REQUIREMENT
Your task is to restate the data word for word.

Saved data entries:
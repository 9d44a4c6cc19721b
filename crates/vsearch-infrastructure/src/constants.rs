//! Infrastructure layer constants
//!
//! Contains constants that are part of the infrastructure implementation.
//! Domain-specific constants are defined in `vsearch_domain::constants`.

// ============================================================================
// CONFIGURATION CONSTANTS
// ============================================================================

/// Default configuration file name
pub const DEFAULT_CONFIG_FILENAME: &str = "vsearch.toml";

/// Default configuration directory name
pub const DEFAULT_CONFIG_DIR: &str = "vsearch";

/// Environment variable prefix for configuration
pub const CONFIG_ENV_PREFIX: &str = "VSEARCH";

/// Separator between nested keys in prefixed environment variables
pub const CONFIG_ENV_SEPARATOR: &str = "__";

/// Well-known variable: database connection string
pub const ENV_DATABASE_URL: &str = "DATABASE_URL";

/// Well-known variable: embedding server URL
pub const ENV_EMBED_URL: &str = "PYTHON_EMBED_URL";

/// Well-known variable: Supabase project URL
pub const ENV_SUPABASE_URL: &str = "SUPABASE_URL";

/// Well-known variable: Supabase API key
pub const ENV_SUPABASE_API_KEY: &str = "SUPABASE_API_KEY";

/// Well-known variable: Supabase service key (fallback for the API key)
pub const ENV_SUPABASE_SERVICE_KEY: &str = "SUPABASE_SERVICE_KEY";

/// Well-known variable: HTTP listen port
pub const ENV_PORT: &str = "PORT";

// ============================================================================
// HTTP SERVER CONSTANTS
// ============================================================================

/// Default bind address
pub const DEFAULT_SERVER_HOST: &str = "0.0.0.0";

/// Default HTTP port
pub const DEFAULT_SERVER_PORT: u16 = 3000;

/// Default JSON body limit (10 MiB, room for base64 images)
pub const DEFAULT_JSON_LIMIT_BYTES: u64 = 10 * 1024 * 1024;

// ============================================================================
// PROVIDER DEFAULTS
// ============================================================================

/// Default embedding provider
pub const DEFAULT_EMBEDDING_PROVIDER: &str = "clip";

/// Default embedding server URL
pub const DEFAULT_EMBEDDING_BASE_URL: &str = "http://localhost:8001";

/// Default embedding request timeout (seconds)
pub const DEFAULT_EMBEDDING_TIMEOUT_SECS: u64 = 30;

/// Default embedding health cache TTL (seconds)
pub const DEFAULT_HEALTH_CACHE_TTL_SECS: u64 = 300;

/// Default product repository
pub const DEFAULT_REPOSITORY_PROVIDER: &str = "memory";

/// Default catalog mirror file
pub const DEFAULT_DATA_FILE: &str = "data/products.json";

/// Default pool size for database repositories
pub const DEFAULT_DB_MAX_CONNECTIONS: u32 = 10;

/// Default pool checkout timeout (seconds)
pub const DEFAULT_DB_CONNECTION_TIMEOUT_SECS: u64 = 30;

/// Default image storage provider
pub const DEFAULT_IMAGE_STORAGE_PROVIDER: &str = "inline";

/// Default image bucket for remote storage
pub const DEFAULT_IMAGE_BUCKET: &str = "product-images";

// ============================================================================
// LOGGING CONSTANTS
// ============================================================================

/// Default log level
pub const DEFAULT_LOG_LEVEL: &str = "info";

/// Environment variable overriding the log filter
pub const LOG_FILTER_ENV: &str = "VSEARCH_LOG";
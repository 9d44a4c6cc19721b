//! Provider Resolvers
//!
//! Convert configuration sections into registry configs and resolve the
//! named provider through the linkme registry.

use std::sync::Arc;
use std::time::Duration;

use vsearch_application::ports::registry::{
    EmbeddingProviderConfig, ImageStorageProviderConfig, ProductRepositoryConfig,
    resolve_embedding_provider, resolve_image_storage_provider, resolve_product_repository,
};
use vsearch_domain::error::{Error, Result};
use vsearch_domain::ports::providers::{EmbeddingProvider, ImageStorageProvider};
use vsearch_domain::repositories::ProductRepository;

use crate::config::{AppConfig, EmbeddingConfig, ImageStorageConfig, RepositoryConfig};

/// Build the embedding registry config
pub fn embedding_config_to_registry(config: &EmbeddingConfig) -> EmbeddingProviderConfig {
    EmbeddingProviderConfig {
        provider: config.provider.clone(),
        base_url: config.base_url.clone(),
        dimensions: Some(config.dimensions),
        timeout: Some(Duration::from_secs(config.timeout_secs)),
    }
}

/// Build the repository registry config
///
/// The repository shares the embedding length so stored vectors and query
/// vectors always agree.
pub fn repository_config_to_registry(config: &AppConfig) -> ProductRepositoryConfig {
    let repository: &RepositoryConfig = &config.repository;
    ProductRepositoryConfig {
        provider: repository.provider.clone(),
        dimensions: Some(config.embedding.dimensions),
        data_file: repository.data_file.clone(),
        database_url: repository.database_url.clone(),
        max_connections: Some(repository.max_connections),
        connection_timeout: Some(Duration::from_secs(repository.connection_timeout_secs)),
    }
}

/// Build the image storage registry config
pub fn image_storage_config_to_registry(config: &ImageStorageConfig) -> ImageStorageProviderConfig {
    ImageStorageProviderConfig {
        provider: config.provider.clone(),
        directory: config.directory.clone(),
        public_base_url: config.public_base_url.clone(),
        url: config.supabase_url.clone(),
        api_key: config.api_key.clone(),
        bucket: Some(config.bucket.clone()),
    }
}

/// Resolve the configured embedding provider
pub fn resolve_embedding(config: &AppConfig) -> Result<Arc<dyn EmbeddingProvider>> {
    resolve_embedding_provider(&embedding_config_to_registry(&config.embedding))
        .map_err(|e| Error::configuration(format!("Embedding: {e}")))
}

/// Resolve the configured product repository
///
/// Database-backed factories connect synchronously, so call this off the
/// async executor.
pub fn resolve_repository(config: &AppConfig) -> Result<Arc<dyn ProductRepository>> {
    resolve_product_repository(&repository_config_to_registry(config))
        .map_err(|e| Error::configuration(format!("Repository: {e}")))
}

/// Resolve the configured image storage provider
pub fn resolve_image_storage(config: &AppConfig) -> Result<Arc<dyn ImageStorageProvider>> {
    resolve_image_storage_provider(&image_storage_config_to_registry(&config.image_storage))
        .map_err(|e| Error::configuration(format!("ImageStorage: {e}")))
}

ANSWER TO THE EXERCISE
repository 9d44a4c6cc19721b
filename crates/vsearch-infrastructure/src/constants.rs
//! Infrastructure layer constants
//!
//! Contains constants that are part of the infrastructure implementation.
//! Domain-specific constants are defined in `vsearch_domain::constants`.

// ============================================================================
// CONFIGURATION CONSTANTS
// ============================================================================

/// Default configuration file name
pub const DEFAULT_CONFIG_FILENAME: &str = "vsearch.toml";

/// Default configuration directory name
pub const DEFAULT_CONFIG_DIR: &str = "vsearch";

/// Environment variable prefix for configuration
pub const CONFIG_ENV_PREFIX: &str = "VSEARCH";

/// Separator between nested keys in prefixed environment variables
pub const CONFIG_ENV_SEPARATOR: &str = "__";

/// Well-known variable: database connection string
pub const ENV_DATABASE_URL: &str = "DATABASE_URL";

/// Well-known variable: embedding server URL
pub const ENV_EMBED_URL: &str = "PYTHON_EMBED_URL";

/// Well-known variable: Supabase project URL
pub const ENV_SUPABASE_URL: &str = "SUPABASE_URL";

/// Well-known variable: Supabase API key
pub const ENV_SUPABASE_API_KEY: &str = "SUPABASE_API_KEY";

/// Well-known variable: Supabase service key (fallback for the API key)
pub const ENV_SUPABASE_SERVICE_KEY: &str = "SUPABASE_SERVICE_KEY";

/// Well-known variable: HTTP listen port
pub const ENV_PORT: &str = "PORT";

// ============================================================================
// HTTP SERVER CONSTANTS
// ============================================================================

/// Default bind address
pub const DEFAULT_SERVER_HOST: &str = "0.0.0.0";

/// Default HTTP port
pub const DEFAULT_SERVER_PORT: u16 = 3000;

/// Default JSON body limit (10 MiB, room for base64 images)
pub const DEFAULT_JSON_LIMIT_BYTES: u64 = 10 * 1024 * 1024;

// ============================================================================
// PROVIDER DEFAULTS
// ============================================================================

/// Default embedding provider
pub const DEFAULT_EMBEDDING_PROVIDER: &str = "clip";

/// Default embedding server URL
pub const DEFAULT_EMBEDDING_BASE_URL: &str = "http://localhost:8001";

/// Default embedding request timeout (seconds)
pub const DEFAULT_EMBEDDING_TIMEOUT_SECS: u64 = 30;

/// Default embedding health cache TTL (seconds)
pub const DEFAULT_HEALTH_CACHE_TTL_SECS: u64 = 300;

/// Default product repository
pub const DEFAULT_REPOSITORY_PROVIDER: &str = "memory";

/// Default catalog mirror file
pub const DEFAULT_DATA_FILE: &str = "data/products.json";

/// Default pool size for database repositories
pub const DEFAULT_DB_MAX_CONNECTIONS: u32 = 10;

/// Default pool checkout timeout (seconds)
pub const DEFAULT_DB_CONNECTION_TIMEOUT_SECS: u64 = 30;

/// Default image storage provider
pub const DEFAULT_IMAGE_STORAGE_PROVIDER: &str = "inline";

/// Default image bucket for remote storage
pub const DEFAULT_IMAGE_BUCKET: &str = "product-images";

// ============================================================================
// LOGGING CONSTANTS
// ============================================================================

/// Default log level
pub const DEFAULT_LOG_LEVEL: &str = "info";

/// Environment variable overriding the log filter
pub const LOG_FILTER_ENV: &str = "VSEARCH_LOG";
repository 9d44a4c6cc19721b
//! Provider Resolvers
//!
//! Convert configuration sections into registry configs and resolve the
//! named provider through the linkme registry.

use std::sync::Arc;
use std::time::Duration;

use vsearch_application::ports::registry::{
    EmbeddingProviderConfig, ImageStorageProviderConfig, ProductRepositoryConfig,
    resolve_embedding_provider, resolve_image_storage_provider, resolve_product_repository,
};
use vsearch_domain::error::{Error, Result};
use vsearch_domain::ports::providers::{EmbeddingProvider, ImageStorageProvider};
use vsearch_domain::repositories::ProductRepository;

use crate::config::{AppConfig, EmbeddingConfig, ImageStorageConfig, RepositoryConfig};

/// Build the embedding registry config
pub fn embedding_config_to_registry(config: &EmbeddingConfig) -> EmbeddingProviderConfig {
    EmbeddingProviderConfig {
        provider: config.provider.clone(),
        base_url: config.base_url.clone(),
        dimensions: Some(config.dimensions),
        timeout: Some(Duration::from_secs(config.timeout_secs)),
    }
}

/// Build the repository registry config
///
/// The repository shares the embedding length so stored vectors and query
/// vectors always agree.
pub fn repository_config_to_registry(config: &AppConfig) -> ProductRepositoryConfig {
    let repository: &RepositoryConfig = &config.repository;
    ProductRepositoryConfig {
        provider: repository.provider.clone(),
        dimensions: Some(config.embedding.dimensions),
        data_file: repository.data_file.clone(),
        database_url: repository.database_url.clone(),
        max_connections: Some(repository.max_connections),
        connection_timeout: Some(Duration::from_secs(repository.connection_timeout_secs)),
    }
}

/// Build the image storage registry config
pub fn image_storage_config_to_registry(config: &ImageStorageConfig) -> ImageStorageProviderConfig {
    ImageStorageProviderConfig {
        provider: config.provider.clone(),
        directory: config.directory.clone(),
        public_base_url: config.public_base_url.clone(),
        url: config.supabase_url.clone(),
        api_key: config.api_key.clone(),
        bucket: Some(config.bucket.clone()),
    }
}

/// Resolve the configured embedding provider
pub fn resolve_embedding(config: &AppConfig) -> Result<Arc<dyn EmbeddingProvider>> {
    resolve_embedding_provider(&embedding_config_to_registry(&config.embedding))
        .map_err(|e| Error::configuration(format!("Embedding: {e}")))
}

/// Resolve the configured product repository
///
/// Database-backed factories connect synchronously, so call this off the
/// async executor.
pub fn resolve_repository(config: &AppConfig) -> Result<Arc<dyn ProductRepository>> {
    resolve_product_repository(&repository_config_to_registry(config))
        .map_err(|e| Error::configuration(format!("Repository: {e}")))
}

/// Resolve the configured image storage provider
pub fn resolve_image_storage(config: &AppConfig) -> Result<Arc<dyn ImageStorageProvider>> {
    resolve_image_storage_provider(&image_storage_config_to_registry(&config.image_storage))
        .map_err(|e| Error::configuration(format!("ImageStorage: {e}")))
}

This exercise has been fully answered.